The Superior Court, Law Division, on April 6, 1953 entered final judgment, in terms as follows:

"ORDERED that plaintiffs' motion for summary judgment against the defendants be and the same is hereby granted and final judgment is hereby entered in favor of the plaintiffs and against the defendants; and it is further

[14 NJ Page 83]

ORDERED ADJUDGED AND DETERMINED, that the contract purportedly made on December 31, 1952 between defendant Hudson City Contracting Co. and the defendant, Jersey City Incinerator Authority, is illegal, null and void ab initio; and it is further

Ordered, ADJUDGED AND DETERMINED that the contract purportedly made between the defendant Hudson City Contracting Co. and the defendant Jersey City Incinerator Authority pursuant to the resolution of the defendant Jersey City Incinerator Authority adopted on February 3, 1953, is illegal, null and void ab initio."

In the briefs of the defendants Hudson and the Authority it is stated that there is pending a separate action instituted in the Superior Court, Law Division, on or about May 1, 1953 by Hudson against the Authority hereinafter adverted to. That action appears to involve claims of Hudson (a) asserted under the December 31, 1952 and February 3, 1953 contracts herein considered, and (b) other counts for services rendered during the same period, upon the quantum meruit theory.

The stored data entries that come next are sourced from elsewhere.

//! Aggregated final report

use std::collections::HashMap;

use chrono::{DateTime, Utc};
use serde::{Deserialize, Serialize};
use uuid::Uuid;

use super::module::{AnalysisResult, PriorityActions};

/// Overall conformance level derived from the aggregate score.
#[derive(Debug, Clone, Copy, PartialEq, Eq, Serialize, Deserialize)]
pub enum ConformanceLevel {
    #[serde(rename = "AAA")]
    Aaa,
    #[serde(rename = "AA")]
    Aa,
    #[serde(rename = "A")]
    A,
    #[serde(rename = "PARTIAL")]
    Partial,
    #[serde(rename = "POOR")]
    Poor,
    #[serde(rename = "CRITICAL")]
    Critical,
}

impl ConformanceLevel {
    /// Map an aggregate score onto a conformance level.
    ///
    /// Thresholds: AAA >= 98, AA >= 80, A >= 65, PARTIAL >= 40, POOR >= 20.
    pub fn from_score(score: f64) -> Self {
        if score >= 98.0 {
            ConformanceLevel::Aaa
        } else if score >= 80.0 {
            ConformanceLevel::Aa
        } else if score >= 65.0 {
            ConformanceLevel::A
        } else if score >= 40.0 {
            ConformanceLevel::Partial
        } else if score >= 20.0 {
            ConformanceLevel::Poor
        } else {
            ConformanceLevel::Critical
        }
    }

    /// Cap `self` at `ceiling`, keeping whichever is lower.
    pub fn capped_at(self, ceiling: ConformanceLevel) -> ConformanceLevel {
        if self.rank() > ceiling.rank() {
            ceiling
        } else {
            self
        }
    }

    fn rank(&self) -> u8 {
        match self {
            ConformanceLevel::Critical => 0,
            ConformanceLevel::Poor => 1,
            ConformanceLevel::Partial => 2,
            ConformanceLevel::A => 3,
            ConformanceLevel::Aa => 4,
            ConformanceLevel::Aaa => 5,
        }
    }

    pub fn as_str(&self) -> &'static str {
        match self {
            ConformanceLevel::Aaa => "AAA",
            ConformanceLevel::Aa => "AA",
            ConformanceLevel::A => "A",
            ConformanceLevel::Partial => "PARTIAL",
            ConformanceLevel::Poor => "POOR",
            ConformanceLevel::Critical => "CRITICAL",
        }
    }
}

impl std::fmt::Display for ConformanceLevel {
    fn fmt(&self, f: &mut std::fmt::Formatter<'_>) -> std::fmt::Result {
        write!(f, "{}", self.as_str())
    }
}

/// Crawl and automated-check summary carried into the report
#[derive(Debug, Clone, Default, Serialize, Deserialize)]
pub struct TechnicalAnalysis {
    pub pages_crawled: usize,
    pub pages_failed: usize,
    pub automated_violations: usize,
    pub automated_warnings: usize,
    pub automated_passes: usize,
    /// Aggregate score: unweighted mean over completed modules
    pub overall_score: f64,
    /// Principle-weighted score kept for continuity with older reports
    pub weighted_score: f64,
    pub modules_completed: usize,
    pub modules_failed: usize,
    pub criteria_passed: usize,
    pub criteria_warnings: usize,
    pub criteria_violations: usize,
    pub total_token_usage: u64,
}

/// The aggregated audit report, one per completed job.
#[derive(Debug, Clone, Serialize, Deserialize)]
pub struct FinalReport {
    pub job_id: Uuid,
    pub technical_analysis: TechnicalAnalysis,
    /// Axis key -> parsed module result (completed modules only)
    pub expert_analyses: HashMap<String, AnalysisResult>,
    pub executive_summary: String,
    pub recommendations: PriorityActions,
    pub conformance_level: ConformanceLevel,
    pub created_at: DateTime<Utc>,
}
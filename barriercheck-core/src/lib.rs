//! Shared domain model, configuration and logging for the barriercheck
//! audit backend.
//!
//! Everything the other crates exchange (jobs, axes, module results,
//! reports, page snapshots) lives here, together with the layered
//! configuration loader and the tracing bootstrap.
//!
//! # Configuration
//!
//! Configuration is layered from files and the environment:
//!
//! ```bash
//! BARRIERCHECK__LLM__API_KEY=sk-...
//! BARRIERCHECK__STORE__DATABASE_URL=postgresql://...
//! ```
//!
//! # Logging
//!
//! ```rust,ignore
//! use barriercheck_core::init_tracing;
//!
//! init_tracing(&config.logging)?;
//! ```

pub mod config;
pub mod domain;
pub mod error;
pub mod logging;

pub use config::Config;
pub use error::AuditError;
pub use logging::init_tracing;
//! Domain model shared across the audit pipeline

pub mod axis;
pub mod check;
pub mod job;
pub mod module;
pub mod report;
pub mod snapshot;

pub use axis::{Axis, Principle};
pub use check::{CheckFinding, CheckReport};
pub use job::{AuditJob, JobStatus, PlanTier};
pub use module::{
    AnalysisResult, ComplianceLevel, CriterionEvaluation, CriterionStatus, ModuleResult,
    ModuleStatus, PriorityAction, PriorityActions, ResultSummary, Severity,
};
pub use report::{ConformanceLevel, FinalReport, TechnicalAnalysis};
pub use snapshot::{CrawlOutcome, PageSnapshot, SiteSnapshot, SnapshotSlice};
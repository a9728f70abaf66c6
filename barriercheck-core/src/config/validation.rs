//! Configuration validation module

/// Trait for validating configuration sections
pub trait Validate {
    fn validate(&self) -> Result<(), ValidationError>;
}

/// Configuration validation error
#[derive(Debug, thiserror::Error)]
#[error("Invalid configuration value `{field}`: {message}")]
pub struct ValidationError {
    pub field: &'static str,
    pub message: &'static str,
}

impl ValidationError {
    pub fn new(field: &'static str, message: &'static str) -> Self {
        Self { field, message }
    }
}

#[cfg(test)]
mod tests {
    use super::*;

    #[test]
    fn error_names_the_field() {
        let err = ValidationError::new("llm.model", "must not be empty");
        assert!(err.to_string().contains("llm.model"));
    }
}
//! Bounded crawling and page analysis for the audit pipeline
//!
//! Fetches a capped, same-origin set of pages starting at the submitted
//! root, extracts a structural snapshot of each page, derives the twelve
//! per-axis slices the LLM modules consume, and runs the cheap rule-based
//! accessibility checks that need no model at all.

pub mod checker;
pub mod crawler;
pub mod extractor;

pub use checker::run_checks;
pub use crawler::{CrawlError, Crawler, UrlPolicy};
pub use extractor::{extract_site_snapshot, PageFacts};
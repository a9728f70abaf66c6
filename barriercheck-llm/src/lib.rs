//! Provider-agnostic LLM client for the audit pipeline
//!
//! The dispatcher talks to a chat-completion endpoint through the
//! [`LlmProvider`] trait. This crate supplies the OpenAI-compatible
//! implementation, a resilience wrapper (retry with backoff, rate-limit
//! handling, global concurrency bound), the tolerant JSON repair pipeline
//! applied to model output, and the per-axis prompt template registry.

pub mod domain;
pub mod infrastructure;

pub use domain::{
    CompletionRequest, CompletionResponse, LlmError, LlmProvider, Message, ProviderInfo, Role,
    Usage,
};
pub use infrastructure::prompts::{AssembledPrompt, PromptRegistry};
pub use infrastructure::providers::{OpenAiProvider, ResilientProvider, RetryPolicy};
pub use infrastructure::repair;
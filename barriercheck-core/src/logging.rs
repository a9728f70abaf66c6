//! Tracing initialization

use tracing_subscriber::{fmt, EnvFilter};

use crate::config::LoggingConfig;

/// Initialize the global tracing subscriber from the logging configuration.
///
/// `RUST_LOG` overrides the configured level when set. Returns an error if
/// a global subscriber was already installed.
pub fn init_tracing(config: &LoggingConfig) -> Result<(), Box<dyn std::error::Error + Send + Sync>> {
    let filter = EnvFilter::try_from_default_env()
        .unwrap_or_else(|_| EnvFilter::new(config.level.clone()));

    let builder = fmt().with_env_filter(filter).with_target(true);

    if config.format == "json" {
        builder.json().try_init()?;
    } else {
        builder.try_init()?;
    }

    Ok(())
}
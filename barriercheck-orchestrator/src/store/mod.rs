//! Persistence adapter
//!
//! The only component aware of the external row-oriented schema. Every
//! write is an idempotent upsert keyed so that retries cannot produce
//! duplicates: jobs by id, module results by (job_id, module_name),
//! reports by job_id.

pub mod memory;
pub mod postgres;

use async_trait::async_trait;
use std::time::Duration;
use tracing::warn;
use uuid::Uuid;

use barriercheck_core::domain::{AuditJob, FinalReport, ModuleResult};

pub use memory::InMemoryStore;
pub use postgres::PostgresStore;

/// Persistence errors.
#[derive(Debug, thiserror::Error)]
pub enum StoreError {
    #[error("Store unavailable: {0}")]
    Unavailable(String),

    #[error("Serialization failed: {0}")]
    Serialization(String),
}

impl StoreError {
    /// Transient errors are retried; serialization failures are not.
    pub fn is_transient(&self) -> bool {
        matches!(self, StoreError::Unavailable(_))
    }
}

/// Storage interface for jobs, module results and reports.
#[async_trait]
pub trait AnalysisStore: Send + Sync {
    async fn upsert_job(&self, job: &AuditJob) -> Result<(), StoreError>;
    async fn get_job(&self, job_id: Uuid) -> Result<Option<AuditJob>, StoreError>;
    /// Jobs currently marked `running`; feeds the stale-job sweep.
    async fn list_running_jobs(&self) -> Result<Vec<AuditJob>, StoreError>;

    async fn upsert_module_result(&self, result: &ModuleResult) -> Result<(), StoreError>;
    async fn list_module_results(&self, job_id: Uuid) -> Result<Vec<ModuleResult>, StoreError>;

    async fn upsert_final_report(&self, report: &FinalReport) -> Result<(), StoreError>;
    async fn get_final_report(&self, job_id: Uuid) -> Result<Option<FinalReport>, StoreError>;
}

/// Run a store write, retrying transient failures up to 3 attempts with
/// exponential backoff.
pub async fn with_retries<F, Fut>(operation: F) -> Result<(), StoreError>
where
    F: Fn() -> Fut,
    Fut: std::future::Future<Output = Result<(), StoreError>>,
{
    let mut delay = Duration::from_millis(200);
    let mut last = None;

    for attempt in 1..=3u32 {
        match operation().await {
            Ok(()) => return Ok(()),
            Err(e) if e.is_transient() && attempt < 3 => {
                warn!(attempt, error = %e, "Transient store failure, retrying");
                last = Some(e);
                tokio::time::sleep(delay).await;
                delay *= 2;
            }
            Err(e) => return Err(e),
        }
    }

    Err(last.unwrap_or_else(|| StoreError::Unavailable("retry loop exhausted".into())))
}

#[cfg(test)]
mod tests {
    use super::*;
    use std::sync::atomic::{AtomicU32, Ordering};
    use std::sync::Arc;

    #[tokio::test]
    async fn retries_transient_then_succeeds() {
        let calls = Arc::new(AtomicU32::new(0));
        let counter = calls.clone();
        let result = with_retries(|| {
            let counter = counter.clone();
            async move {
                if counter.fetch_add(1, Ordering::SeqCst) < 2 {
                    Err(StoreError::Unavailable("connection reset".into()))
                } else {
                    Ok(())
                }
            }
        })
        .await;

        assert!(result.is_ok());
        assert_eq!(calls.load(Ordering::SeqCst), 3);
    }

    #[tokio::test]
    async fn serialization_errors_fail_fast() {
        let calls = Arc::new(AtomicU32::new(0));
        let counter = calls.clone();
        let result = with_retries(|| {
            let counter = counter.clone();
            async move {
                counter.fetch_add(1, Ordering::SeqCst);
                Err(StoreError::Serialization("bad json".into()))
            }
        })
        .await;

        assert!(matches!(result, Err(StoreError::Serialization(_))));
        assert_eq!(calls.load(Ordering::SeqCst), 1);
    }
}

The defendants city and Authority and the defendant Hudson filed appeals from the final judgment of April 6, 1953 in this cause to the Superior Court, Appellate Division. As hereinbefore noted, (after consolidation) these appeals were certified on our own motion before hearing there.

The questions involved on these appeals include: (1) Does R.S. 40:66-4 as amended by L. 1942, c. 133, sec. 1, relating to municipalities' contracts for the collection of garbage, permit the making of contracts in emergent circumstances under R.S. 40:50-1? (2) Is the declaration of an emergency by a municipal governing body under R.S. 40:50-1, supra, subject to judicial review? (3) Was there an "emergency" here, and were the contracts in question (i.e., the December 31, 1952 written contract and the February 3, 1953 per diem contract, both entered into between the Authority and Hudson) ultra vires ? (4) Is the Authority obligated to pay Hudson under either contract? (5) Was Hudson prejudicially denied leave to resort to pretrial discovery?

[14 NJ Page 84]

I. APPLICABILITY OF R.S. 40:50-1

The initial question involved is whether the emergency provision of R.S. 40:50-1, supra, may be invoked by the proper governmental body in connection with scavenger contracts. There is no doubt in our minds that it may be so invoked.

R.S. 40:66-4 as amended by L. 1942, c. 133, sec. 1, supra, provides:

"The governing body may, if it deem it more advantageous, contract with any person for the cleaning of the streets, or the collection, removal and disposal of ashes, garbage, refuse and waste matter or any portion thereof. Before making any such contract or contracts the governing body shall first adopt specifications for the doing of the work in a sanitary and inoffensive manner, and any such contract or contracts the amount of which exceeds one thousand dollars ($1,000.00) shall be entered into and made only after bids shall have been advertised therefor, and awarded in the manner provided in chapter fifty of this Title (ยง 40:50-1 et seq.). The bidder or bidders to whom the contract or contracts shall be awarded shall give satisfactory bond or other security for the faithful performance of the work. The contract shall include and in all respects conform to the specifications adopted for the doing of the work."

R.S. 40:50-1, supra, provides:

"No municipality shall enter into any contract for the doing of any work, or for the furnishing of any materials, supplies or labor, or the hiring of teams or vehicles, where the sum to be expended exceeds the sum of one thousand dollars, unless the governing body shall first publicly advertise for bids therefor, and shall award the contract to the lowest responsible bidder.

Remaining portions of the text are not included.